Tenho dito que não há alternativa a Rui Rio, porque Passos Coelho, a mais bem colocada, seria ainda pior. Mas as posições do actual líder do PSD, em relação às presidenciais e autárquicas, procurando adiá-las, levam-me a afirmar que os sociais-democratas devem mudar de liderança.

Que confiança pode inspirar nos militantes um líder partidário, como é o caso de Rui Rio, que em vez de tentar ganhar eleições, pretende o seu adiamento? Nenhuma!

Nas presidenciais, vá lá que não vá, os números da pandemia eram preocupantes e poderia haver um pretexto para as adiar, embora, creio, só na cabeça de Rui Rio.

Mas nas autárquicas, a realizar em Outubro, quando, muito provavelmente, os efeitos perversos da Covid-19 já não se fazem sentir, não se vislumbra nenhuma razão plausível para o adiamento. A não ser A Golpada, citando Ribeiro e Castro no DN, mas desta vez de Rui Rio.

O comportamento do líder do PSD em relação aos actos eleitorais, ou melhor, o seu chico-espertismo ou esperteza saloia, como queiram, é bem revelador da falta de classe, de nível, da nossa classe política, como venho afirmando.

É feio, muito feio mesmo, tentar adiar eleições, sabendo que se vai perdê-las. É uma deserção inaceitável, que, noutro país qualquer, que não no nosso nacional-porreirismo, seria motivo para rolar cabeças, como, aliás, defendo.

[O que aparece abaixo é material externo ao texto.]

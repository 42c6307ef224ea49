//! Per-request context handed to every handler.

use std::sync::Arc;
use std::time::Duration;

use axum::http::header::AUTHORIZATION;
use axum::http::HeaderMap;
use papiea_client::{ApiInstance, ClientOptions, EntityClient, IntentWatcherClient, ProviderClient};
use papiea_domain::error::{Error, Result};
use papiea_domain::model::{Action, Entity, EntityReference};
use reqwest::Method;
use serde_json::{json, Value};
use tracing::Span;

use crate::security::SecurityApi;

/// Engine connection shared by the SDK and every context it hands out.
#[derive(Debug)]
pub(crate) struct Shared {
    pub engine_url: String,
    pub s2s_key: Option<String>,
    pub timeout: Duration,
    pub batch_size: u64,
    /// `{engine}/provider`, authenticated with the SDK's key.
    pub provider_api: Arc<ApiInstance>,
    pub span: Span,
}

impl Shared {
    pub fn client_options(&self, key: Option<&str>) -> ClientOptions {
        let mut opts = ClientOptions::new(self.engine_url.as_str())
            .timeout(self.timeout)
            .batch_size(self.batch_size)
            .span(self.span.clone());
        opts.s2s_key = key.map(str::to_owned);
        opts
    }

    pub fn security_api(&self, prefix: &str, version: &str, key: &str) -> SecurityApi {
        SecurityApi::new(self.provider_api.clone(), prefix, version, key)
    }
}

/// What a route captures at registration time; combined with the request
/// headers it becomes a [`ProceduralCtx`].
#[derive(Debug, Clone)]
pub(crate) struct ContextSeed {
    pub shared: Arc<Shared>,
    pub prefix: String,
    pub version: String,
}

impl ContextSeed {
    pub fn context(&self, headers: HeaderMap) -> ProceduralCtx {
        ProceduralCtx {
            shared: self.shared.clone(),
            prefix: self.prefix.clone(),
            version: self.version.clone(),
            headers,
        }
    }
}

// ━━━━━━━━━━━━━━━━━━━━━━━━━━━━━━━━━━━━━━━━━━━━━━━━━━━━━━━━━━━━━━━━━━
// ProceduralCtx
// ━━━━━━━━━━━━━━━━━━━━━━━━━━━━━━━━━━━━━━━━━━━━━━━━━━━━━━━━━━━━━━━━━━

#[derive(Debug, Clone)]
pub struct ProceduralCtx {
    shared: Arc<Shared>,
    prefix: String,
    version: String,
    headers: HeaderMap,
}

/// Intent handlers get the same capabilities as procedures.
pub type IntentfulCtx = ProceduralCtx;

impl ProceduralCtx {
    pub fn provider_prefix(&self) -> &str {
        &self.prefix
    }

    pub fn provider_version(&self) -> &str {
        &self.version
    }

    /// Headers of the engine request that triggered this invocation.
    pub fn headers(&self) -> &HeaderMap {
        &self.headers
    }

    /// Engine URL of `entity`.
    pub fn url_for(&self, entity: &Entity) -> String {
        format!(
            "{}/services/{}/{}/{}/{}",
            self.shared.engine_url,
            self.prefix,
            self.version,
            entity.metadata.kind,
            entity.metadata.uuid
        )
    }

    /// Bearer token of the user on whose behalf the engine called.
    pub fn invoking_token(&self) -> Result<String> {
        self.headers
            .get(AUTHORIZATION)
            .and_then(|v| v.to_str().ok())
            .and_then(|v| v.strip_prefix("Bearer "))
            .map(|t| t.trim().to_owned())
            .filter(|t| !t.is_empty())
            .ok_or_else(|| Error::Auth("No invoking user".into()))
    }

    /// Entity client for `entity_ref.kind`, acting as the invoking user.
    pub fn entity_client_for_user(&self, entity_ref: &EntityReference) -> Result<EntityClient> {
        let token = self.invoking_token()?;
        let opts = self.shared.client_options(Some(&token));
        EntityClient::new(&opts, &self.prefix, &self.version, &entity_ref.kind)
    }

    /// Provider client authenticated with `key`, else the invoking user's
    /// token, else the literal `anonymous`.
    pub fn provider_client(&self, key: Option<&str>) -> Result<ProviderClient> {
        let key = match key {
            Some(k) => k.to_owned(),
            None => self
                .invoking_token()
                .unwrap_or_else(|_| "anonymous".to_owned()),
        };
        let opts = self.shared.client_options(Some(&key));
        ProviderClient::new(&opts, &self.prefix, &self.version)
    }

    /// Ask the engine whether the invoking user (or `user_token`) may
    /// perform every `(action, entity)` pair on this provider.
    pub async fn check_permission(
        &self,
        actions: &[(Action, EntityReference)],
        user_token: Option<&str>,
    ) -> bool {
        let (prefix, version) = (self.prefix.clone(), self.version.clone());
        self.check_permission_in(&prefix, &version, actions, user_token)
            .await
    }

    /// Like [`check_permission`](Self::check_permission) against another
    /// provider. Any failure, engine refusal included, is `false`.
    pub async fn check_permission_in(
        &self,
        prefix: &str,
        version: &str,
        actions: &[(Action, EntityReference)],
        user_token: Option<&str>,
    ) -> bool {
        match self.ask_permission(prefix, version, actions, user_token).await {
            Ok(answer) => answer.get("success").and_then(Value::as_str) == Some("Ok"),
            Err(e) => {
                tracing::debug!(error = %e, prefix, version, "permission check failed");
                false
            }
        }
    }

    async fn ask_permission(
        &self,
        prefix: &str,
        version: &str,
        actions: &[(Action, EntityReference)],
        user_token: Option<&str>,
    ) -> Result<Value> {
        let mut api = ApiInstance::new(
            &format!("{}/services", self.shared.engine_url),
            self.shared.timeout,
        )?
        .with_span(self.shared.span.clone());

        match user_token {
            Some(token) => api = api.with_bearer(token)?,
            None => {
                if let Some(auth) = self.headers.get(AUTHORIZATION).and_then(|v| v.to_str().ok()) {
                    api = api.with_header(AUTHORIZATION.as_str(), auth)?;
                }
            }
        }

        let answer: Option<Value> = api
            .call(
                Method::POST,
                &format!("{prefix}/{version}/check_permission"),
                Some(actions),
                None,
            )
            .await?;
        Ok(answer.unwrap_or(Value::Null))
    }

    /// Report observed state for an entity of this provider.
    pub async fn update_status(&self, entity_ref: &EntityReference, status: &Value) -> Result<()> {
        let body = json!({ "entity_ref": entity_ref, "status": status });
        self.shared
            .provider_api
            .execute(Method::PATCH, "update_status", Some(&body), None)
            .await?;
        Ok(())
    }

    /// Security API acting with the SDK's own key.
    pub fn provider_security_api(&self) -> Result<SecurityApi> {
        let key = self
            .shared
            .s2s_key
            .as_deref()
            .ok_or_else(|| Error::Config("no provider s2s key configured".into()))?;
        Ok(self.user_security_api(key))
    }

    pub fn user_security_api(&self, key: &str) -> SecurityApi {
        self.shared.security_api(&self.prefix, &self.version, key)
    }

    /// Intent watcher client using the SDK's own key.
    pub fn intent_watcher(&self) -> Result<IntentWatcherClient> {
        IntentWatcherClient::new(&self.shared.client_options(self.shared.s2s_key.as_deref()))
    }
}

#[cfg(test)]
mod tests {
    use super::*;
    use axum::http::HeaderValue;

    fn seed(engine_url: &str) -> ContextSeed {
        let provider_api = ApiInstance::new(&format!("{engine_url}/provider"), Duration::from_secs(2))
            .unwrap();
        ContextSeed {
            shared: Arc::new(Shared {
                engine_url: engine_url.to_owned(),
                s2s_key: None,
                timeout: Duration::from_secs(2),
                batch_size: 20,
                provider_api: Arc::new(provider_api),
                span: Span::none(),
            }),
            prefix: "location_provider".into(),
            version: "0.1.0".into(),
        }
    }

    #[test]
    fn invoking_token_requires_bearer() {
        let seed = seed("http://engine");
        let ctx = seed.context(HeaderMap::new());
        assert!(matches!(ctx.invoking_token(), Err(Error::Auth(_))));

        let mut headers = HeaderMap::new();
        headers.insert(AUTHORIZATION, HeaderValue::from_static("Basic abc"));
        assert!(seed.context(headers).invoking_token().is_err());

        let mut headers = HeaderMap::new();
        headers.insert(AUTHORIZATION, HeaderValue::from_static("Bearer user-key"));
        assert_eq!(seed.context(headers).invoking_token().unwrap(), "user-key");
    }

    #[test]
    fn url_for_points_at_the_entity() {
        let ctx = seed("http://engine:3333").context(HeaderMap::new());
        let entity: Entity = serde_json::from_value(json!({
            "metadata": {
                "uuid": "u-1",
                "kind": "Location",
                "provider_prefix": "location_provider",
                "provider_version": "0.1.0",
                "spec_version": 1
            }
        }))
        .unwrap();
        assert_eq!(
            ctx.url_for(&entity),
            "http://engine:3333/services/location_provider/0.1.0/Location/u-1"
        );
    }

    #[test]
    fn security_api_needs_a_key() {
        let ctx = seed("http://engine").context(HeaderMap::new());
        assert!(matches!(ctx.provider_security_api(), Err(Error::Config(_))));
    }

    #[tokio::test]
    async fn unreachable_engine_denies_permission() {
        let port = papiea_testkit::free_port();
        let ctx = seed(&format!("http://127.0.0.1:{port}")).context(HeaderMap::new());
        let allowed = ctx
            .check_permission(
                &[(Action::Read, EntityReference::new("u-1", "Location"))],
                Some("user-key"),
            )
            .await;
        assert!(!allowed);
    }
}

Será que Rui Rio vai também tentar adiar as legislativas de 2023, se lá chegar, claro? Não ir a jogo é indigno dos pergaminhos de um partido como o PSD e só serve para acelerar o seu declínio.

É evidente que as autárquicas em Lisboa vão ser um passeio para Fernando Medina. Daí as dificuldades da direita em arranjar candidatos. E a nível nacional, se o país é rosa, não estou a vê-lo também virar laranja.

A nossa direita, para mais com os dirigentes que tem, parece condenada a longa travessia do deserto. A mexicanização do país não é hipótese a excluir. O PS tem vantagem confortável nas sondagens, que, nas presidenciais, funcionaram em pleno, o que só desmente os que duvidam da sua credibilidade.

O nosso povo, muito apreciado lá fora, aliás, nomeadamente em França, é um grande povo, como ficou demonstrado, se fosse preciso, mas últimas presidenciais. As élites, como a de Rui Rio, é que não estão à altura do povo trabalhador. Só resta ao PSD mudar de líder. Com o actual, não irá longe.